In writing about heterotopic communication (see Foucault’s Heterotopia ), the prescient Leah Lievrouw showed that public and private can relate to strategies for engagement behaviours rather than being properties of spaces (Lievrouw 1998 ).  As we communicate apparently within one space, we are simultaneously performing across multiple physical and digital channels and spaces with others who have related but different sets of spaces.  Communicating across spaces around the publication of an open access paper that I co-authored has been a long learning ‘moment’ for me over the last week, and I wanted to capture and share my reflections before I forget them.

OA Publishing and Social Media

I have been thinking about the links between Open Access scholarly publishing and social media for some time, inspired by my privileged involvement in two ventures. The first was Cristina Costa’s PhD entitled Participatory Web in the Context of Academic Research: Landscapes of Change and Conflicts. I learned so much from listening and talking to Cristina as she planned, conducted and wrote up her research. The second venture was my involvement as (then) co-editor in the move of the ALT journal Research in Learning Technology to Open Access publishing (including the entire archive). In the editorial of the first open access issue, we said

By attending to, and even influencing, the emergent practices of our members (as well as authors and other researchers) as ALT introduces innovations, we can continue to exploit the opportunities presented by the openness and web presence of articles in Research in Learning Technology. The read/write web, as represented by blogs and social networking services such as Twitter and Google+, offers the potential to develop conversation and interest around our articles, and thereby promoting their use.

That seems very relevant to my current reflections, since I find my own practices to be emergent, with rapid change having occurred in the last week.

Encouraging engagement via Social Media

On 13 Feb 2015, Jenny Mackness and I had a paper published in Open Praxis  an open access journal. Conscious that we wanted to maximise the impact of the fruits of our labour and that of the participants who supplied such rich data, we considered briefly how best to share it . We shared the (open) link to the paper on Twitter, including the hash tags for rhizo14 and rhizo15. Open Praxis use Twitter to market their activity. They stream their own tweets on their web page, and have some means of picking up occurrence of their links in Twitter that they then helpfully retweet including authors’ handles where they know them. On reflection, it occurs to me that it would be really helpful for connectivity purposes for (willing) authors to include their Twitter handles within the paper, and for a share button to be next to the paper that could include author twitter handles when the link to the paper is shared. I don’t know of any journals do this. I have checked out a few publishers and whilst some enable creation of post that links to paper, the twitter post often exceeds 140 characters and included publisher rather than authors’ handles.

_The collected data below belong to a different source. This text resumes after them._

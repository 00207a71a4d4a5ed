use std::collections::HashMap;
use std::fs;
use std::io::Cursor;
use std::path::{Path, PathBuf};
use std::sync::{Arc, mpsc};
use std::time::{Duration, Instant};

use anyhow::Context;
use clap::{ArgAction, Parser, Subcommand};
use globset::{Glob, GlobSetBuilder};
use indicatif::{ProgressBar, ProgressStyle};
use pixel_ingest_core::prelude::*;
use pixel_ingest_core::{grid_to_json, report_to_json};
use tracing::{error, info, warn};
use walkdir::WalkDir;

#[derive(Parser, Debug)]
#[command(
    name = "pixel-ingest",
    about = "Decode image assets into RGBA pixel grids",
    version,
    author
)]
struct Cli {
    #[command(subcommand)]
    command: Commands,
    /// Show progress bars (disable with --no-progress or --quiet)
    #[arg(long, default_value_t = true, action=ArgAction::Set, global=true, help_heading = "Logging/UX")]
    progress: bool,
    /// Increase verbosity (-v, -vv)
    #[arg(short, long, action=ArgAction::Count, global=true, help_heading = "Logging/UX")]
    verbose: u8,
    /// Quiet mode (overrides verbose)
    #[arg(
        short,
        long,
        default_value_t = false,
        global = true,
        help_heading = "Logging/UX"
    )]
    quiet: bool,
}

#[derive(Subcommand, Debug)]
enum Commands {
    /// Decode images into pixel grids and write them out as PNG + JSON report
    Decode(DecodeArgs),
    /// Read only image dimensions (metadata pass)
    Probe(ProbeArgs),
    /// Write the default YAML config if missing, otherwise validate the existing one
    InitConfig(InitConfigArgs),
}

#[derive(Parser, Debug, Clone)]
struct DecodeArgs {
    // Input/Output
    /// Input file or directory
    #[arg(help_heading = "Input/Output")]
    input: PathBuf,
    /// Output directory
    #[arg(short, long, default_value = "out", help_heading = "Input/Output")]
    out_dir: PathBuf,
    /// YAML config file path (flags below override its values)
    #[arg(long, help_heading = "Input/Output")]
    config: Option<PathBuf>,
    /// Include patterns (glob). If set, only files matching any pattern are considered
    #[arg(long, help_heading = "Input/Output")]
    include: Vec<String>,
    /// Exclude patterns (glob). Files matching any pattern will be ignored
    #[arg(long, help_heading = "Input/Output")]
    exclude: Vec<String>,

    // Decoding
    /// Grid shape: exact | square_by_height
    #[arg(long, help_heading = "Decoding")]
    grid_shape: Option<String>,
    /// Channel truncation: high_byte | low_byte
    #[arg(long, help_heading = "Decoding")]
    truncation: Option<String>,
    /// Failure policy: isolate | all_or_nothing
    #[arg(long, help_heading = "Decoding")]
    failure_policy: Option<String>,
    /// Largest accepted image side in pixels
    #[arg(long, help_heading = "Decoding")]
    max_side: Option<u32>,
    /// Decode on the rayon pool instead of one thread per image (requires core feature `parallel`)
    #[arg(long, default_value_t = false, help_heading = "Decoding")]
    parallel: bool,

    // Export
    /// Also write each grid as nested JSON rows
    #[arg(long, default_value_t = false, help_heading = "Export")]
    grid_json: bool,
    /// Print the merged configuration (after CLI/YAML) and exit
    #[arg(long, default_value_t = false, help_heading = "Export")]
    print_config: bool,
    /// Output format for --print-config: json|yaml
    #[arg(long, default_value = "json", value_parser = ["json", "yaml"], help_heading = "Export")]
    print_config_format: String,
    /// Dry run: decode and report but do not write files
    #[arg(long, default_value_t = false, help_heading = "Export")]
    dry_run: bool,
}

#[derive(Parser, Debug, Clone)]
struct ProbeArgs {
    /// Input file or directory
    input: PathBuf,
    /// Include patterns (glob)
    #[arg(long)]
    include: Vec<String>,
    /// Exclude patterns (glob)
    #[arg(long)]
    exclude: Vec<String>,
}

#[derive(Parser, Debug, Clone)]
struct InitConfigArgs {
    /// Config file path
    #[arg(default_value = "pixel-ingest.yaml")]
    path: PathBuf,
}

fn main() -> anyhow::Result<()> {
    let cli = Cli::parse();
    init_tracing_with_level(cli.quiet, cli.verbose);
    match &cli.command {
        Commands::Decode(args) => run_decode(args, cli.progress && !cli.quiet),
        Commands::Probe(args) => run_probe(args),
        Commands::InitConfig(args) => run_init_config(&args.path),
    }
}

fn run_decode(cli: &DecodeArgs, show_progress: bool) -> anyhow::Result<()> {
    let cfg = build_config(cli)?;

    if cli.print_config {
        match cli.print_config_format.as_str() {
            "yaml" => println!("{}", serde_yaml::to_string(&cfg)?),
            _ => println!("{}", serde_json::to_string_pretty(&cfg)?),
        }
        return Ok(());
    }

    let registry = CodecRegistry::with_builtin();
    let paths = gather_paths(&cli.input, &cli.include, &cli.exclude, &registry)?;
    if paths.is_empty() {
        anyhow::bail!("no images found under {}", cli.input.display());
    }
    info!(count = paths.len(), "found input images");
    let stems = output_stems(&cli.input, &paths)?;

    let bar = if show_progress {
        let b = ProgressBar::new(paths.len() as u64);
        b.set_style(
            ProgressStyle::with_template(
                "{spinner:.green} decoding {pos}/{len} [{elapsed_precise}] {wide_msg}",
            )
            .context("progress template")?,
        );
        Some(b)
    } else {
        None
    };

    // Sinks forward finished grids here; the join below is the only sync point.
    let (tx, rx) = mpsc::channel::<(String, PixelGrid)>();
    let mut tasks = Vec::with_capacity(paths.len());
    for p in &paths {
        let bytes = fs::read(p).with_context(|| format!("read {}", p.display()))?;
        let label = label_for(p);
        let codec = codec_for(&registry, p);
        let sink_tx = tx.clone();
        let sink_bar = bar.clone();
        let sink_label = label.clone();
        tasks.push(
            DecodeTask::new(label, bytes, codec).on_complete(move |grid| {
                if let Some(b) = &sink_bar {
                    b.set_message(sink_label.clone());
                    b.inc(1);
                }
                let _ = sink_tx.send((sink_label, grid));
            }),
        );
    }
    drop(tx);

    let start = Instant::now();
    let report = if cli.parallel {
        if !cfg!(feature = "parallel") {
            warn!("built without feature `parallel`; decoding sequentially");
        }
        decode_all(tasks, cfg.clone())?
    } else {
        dispatch(tasks, cfg.clone())?.join()
    };
    let elapsed = start.elapsed();
    if let Some(b) = &bar {
        b.finish_and_clear();
    }

    let grids: Vec<(String, PixelGrid)> = rx.iter().collect();
    let failed = report.failures().count();
    info!(
        decoded = grids.len(),
        failed,
        time = %fmt_dur(elapsed),
        "decode finished"
    );

    if !cli.dry_run {
        fs::create_dir_all(&cli.out_dir)
            .with_context(|| format!("create out_dir {}", cli.out_dir.display()))?;
        for (label, grid) in &grids {
            let stem = stems
                .get(label)
                .with_context(|| format!("no output name for {}", label))?;
            let png_path = cli.out_dir.join(format!("{}.png", stem));
            grid.to_rgba_image()
                .save(&png_path)
                .with_context(|| format!("write {}", png_path.display()))?;
            info!(?png_path, width = grid.width(), height = grid.height(), "wrote grid");
            if cli.grid_json {
                let json_path = cli.out_dir.join(format!("{}.json", stem));
                let json = serde_json::to_string(&grid_to_json(grid))?;
                fs::write(&json_path, json)
                    .with_context(|| format!("write {}", json_path.display()))?;
            }
        }
        let report_path = cli.out_dir.join("report.json");
        let json = serde_json::to_string_pretty(&report_to_json(&report))?;
        fs::write(&report_path, json)
            .with_context(|| format!("write {}", report_path.display()))?;
        info!(?report_path, "report written");
    }

    if failed > 0 {
        for t in report.failures() {
            if let Err(e) = &t.outcome {
                error!(image = %t.label, stage = ?e.stage(), error = %e, "decode failed");
            }
        }
        anyhow::bail!("{} of {} images failed to decode", failed, report.len());
    }
    Ok(())
}

fn run_probe(args: &ProbeArgs) -> anyhow::Result<()> {
    let registry = CodecRegistry::with_builtin();
    let paths = gather_paths(&args.input, &args.include, &args.exclude, &registry)?;
    let mut failed = 0usize;
    for p in &paths {
        let bytes = fs::read(p).with_context(|| format!("read {}", p.display()))?;
        let codec = codec_for(&registry, p);
        match codec.decode_metadata(Cursor::new(bytes.as_slice())) {
            Ok(dims) => println!(
                "{}\t{}x{}\t{}",
                p.display(),
                dims.width,
                dims.height,
                codec.name()
            ),
            Err(e) => {
                failed += 1;
                error!(?p, error = %e, "metadata decode failed");
            }
        }
    }
    if failed > 0 {
        anyhow::bail!("{} of {} images could not be probed", failed, paths.len());
    }
    Ok(())
}

fn run_init_config(path: &Path) -> anyhow::Result<()> {
    if !path.exists() {
        let yaml = serde_yaml::to_string(&IngestConfig::default())
            .context("failed encoding default config")?;
        fs::write(path, yaml).with_context(|| format!("failed creating {}", path.display()))?;
        info!(?path, "default config written");
        return Ok(());
    }
    let cfg = load_config(path)?;
    cfg.validate()?;
    info!(?path, ?cfg, "config ok");
    Ok(())
}

fn load_config(path: &Path) -> anyhow::Result<IngestConfig> {
    let file =
        fs::read_to_string(path).with_context(|| format!("error reading {}", path.display()))?;
    let cfg: IngestConfig = serde_yaml::from_str(&file)
        .with_context(|| format!("error decoding {}", path.display()))?;
    Ok(cfg)
}

/// YAML (if given) first, then explicit flags on top.
fn build_config(cli: &DecodeArgs) -> anyhow::Result<IngestConfig> {
    let mut cfg = match &cli.config {
        Some(path) => load_config(path)?,
        None => IngestConfig::default(),
    };
    if let Some(v) = &cli.grid_shape {
        cfg.grid_shape = v
            .parse()
            .map_err(|_| anyhow::anyhow!("unknown grid shape: {}", v))?;
    }
    if let Some(v) = &cli.truncation {
        cfg.truncation = v
            .parse()
            .map_err(|_| anyhow::anyhow!("unknown truncation: {}", v))?;
    }
    if let Some(v) = &cli.failure_policy {
        cfg.failure_policy = v
            .parse()
            .map_err(|_| anyhow::anyhow!("unknown failure policy: {}", v))?;
    }
    if let Some(v) = cli.max_side {
        cfg.max_side = v;
    }
    if cli.parallel {
        cfg.parallel = true;
    }
    cfg.validate()?;
    Ok(cfg)
}

fn codec_for(registry: &CodecRegistry, p: &Path) -> Arc<dyn Codec> {
    registry
        .for_path(p)
        .unwrap_or_else(|| Arc::new(GuessedCodec))
}

fn label_for(p: &Path) -> String {
    p.to_string_lossy().replace('\\', "/")
}

/// Output stem per input label. Two inputs mapping to the same stem
/// (`a.png` + `a.jpg`, `x/y.png` + `x_y.png`) would overwrite each other, so that is an error.
fn output_stems(root: &Path, paths: &[PathBuf]) -> anyhow::Result<HashMap<String, String>> {
    let mut owners: HashMap<String, &Path> = HashMap::with_capacity(paths.len());
    let mut stems = HashMap::with_capacity(paths.len());
    for p in paths {
        let stem = output_stem(root, p);
        if let Some(prev) = owners.insert(stem.clone(), p) {
            anyhow::bail!(
                "{} and {} would both be written as {}.png",
                prev.display(),
                p.display(),
                stem
            );
        }
        stems.insert(label_for(p), stem);
    }
    Ok(stems)
}

/// Flattened output name relative to the input root (`sub/dir/a.png` -> `sub_dir_a`).
fn output_stem(root: &Path, file: &Path) -> String {
    let rel = if root.is_dir() {
        file.strip_prefix(root).unwrap_or(file)
    } else {
        Path::new(file.file_name().unwrap_or(file.as_os_str()))
    };
    rel.with_extension("")
        .to_string_lossy()
        .replace(['\\', '/'], "_")
}

fn fmt_dur(d: Duration) -> String {
    let ms = d.as_secs_f64() * 1000.0;
    if ms < 1000.0 {
        format!("{:.2} ms", ms)
    } else {
        format!("{:.3} s", ms / 1000.0)
    }
}

fn gather_paths(
    path: &Path,
    include: &[String],
    exclude: &[String],
    registry: &CodecRegistry,
) -> anyhow::Result<Vec<PathBuf>> {
    // Build glob matchers
    let mut inc_set = None;
    if !include.is_empty() {
        let mut b = GlobSetBuilder::new();
        for pat in include {
            b.add(Glob::new(pat)?);
        }
        inc_set = Some(b.build()?);
    }
    let mut exc_set = None;
    if !exclude.is_empty() {
        let mut b = GlobSetBuilder::new();
        for pat in exclude {
            b.add(Glob::new(pat)?);
        }
        exc_set = Some(b.build()?);
    }
    let mut list: Vec<PathBuf> = Vec::new();
    if path.is_file() {
        // an explicitly named file is decoded even without a known extension
        if !should_skip(path, inc_set.as_ref(), exc_set.as_ref()) {
            list.push(path.to_path_buf());
        }
    } else {
        for entry in WalkDir::new(path).into_iter().filter_map(|e| e.ok()) {
            let p = entry.path();
            if p.is_file()
                && !should_skip(p, inc_set.as_ref(), exc_set.as_ref())
                && registry.for_path(p).is_some()
            {
                list.push(p.to_path_buf());
            }
        }
    }
    list.sort();
    Ok(list)
}

fn should_skip(
    p: &Path,
    include: Option<&globset::GlobSet>,
    exclude: Option<&globset::GlobSet>,
) -> bool {
    let s = p.to_string_lossy().replace('\\', "/");
    if let Some(ex) = exclude {
        if ex.is_match(&s) {
            return true;
        }
    }
    if let Some(inc) = include {
        if !inc.is_match(&s) {
            return true;
        }
    }
    false
}

fn init_tracing_with_level(quiet: bool, verbose: u8) {
    let level = if quiet {
        "error".to_string()
    } else {
        match verbose {
            0 => "info".into(),
            1 => "debug".into(),
            _ => "trace".into(),
        }
    };
    let _ = tracing_subscriber::fmt()
        .with_env_filter(level)
        .with_target(false)
        .try_init();
}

These look like devices for marketing rather than scholarly engagement.
We decided to blog the publication of the article at Frances’ blog and later at Jenny’s blog and the comment streams are evidence of rich engagement with the paper. We have used the posts to link to activity on Twitter and elsewhere. For example, the very wonderful Laura Goglia decided, on the spur of the moment, to live tweet her reading of our paper (we recorded this via storify) and she blogged the experience too.
Twitter was a very useful way of sharing and commenting around the paper. One less positive (for me) use of Twitter was a reader who used Direct Messages to quiz me about aspects behind the paper ( 17 messages in less than 30 minutes). I suggested redirection to the blog.
During the live tweet there was a playful suggestion that what the paper needed was a hashtag but perhaps this turns out to be something worth deciding at the start (possibly even including within the article as a keyword). We used Storify to capture the chat around Laura’s live tweet of the blog post.

Rhizo14’s most active space is the semi-permeable Facebook group that has a membership of 320 of whom a small proportion are active.  Typically, longer threads will engage ten or more people but one has a sense of not so much an invisible audience, but rather an unnoticed audience. We had not directly posted our paper to the Facebook group but two threads emerged around a link to the paper. The first was started by a positive comment and fizzled out fairly quickly. The second thread was introduced by a comment raising doubts about the extent of ethical obligation of the leader of a voluntary extra-institutional cMOOC like Rhizo14, and ran on to include some other concerns about the paper. post by Rebecca Hogue that was actually about her planned blogging course but I mistakenly thought was about the rhizo14 cMOOC.  I engaged in both threads, trying to respond to points about the paper as they were made. It was strange – I had been active (less so in recent months) on this Facebook group for over a year but I came to feel that my presence as author (particularly in the second thread) wasn’t helping the discussion that people wanted to have (see my comments on cognitive dissonance). Eventually one participant expressed that they felt that I was categorising them and lecturing them. I was mystified by the first point but reread the thread and could see that my contributions could be seen as having ‘lecture-like’ attributes. I was speaking about collaborative work with Jenny on which I had spent many hours, and unsurprisingly my contributions were in an authoritative register that was probably out of place in the context of this particular Facebook group, for some participants at least.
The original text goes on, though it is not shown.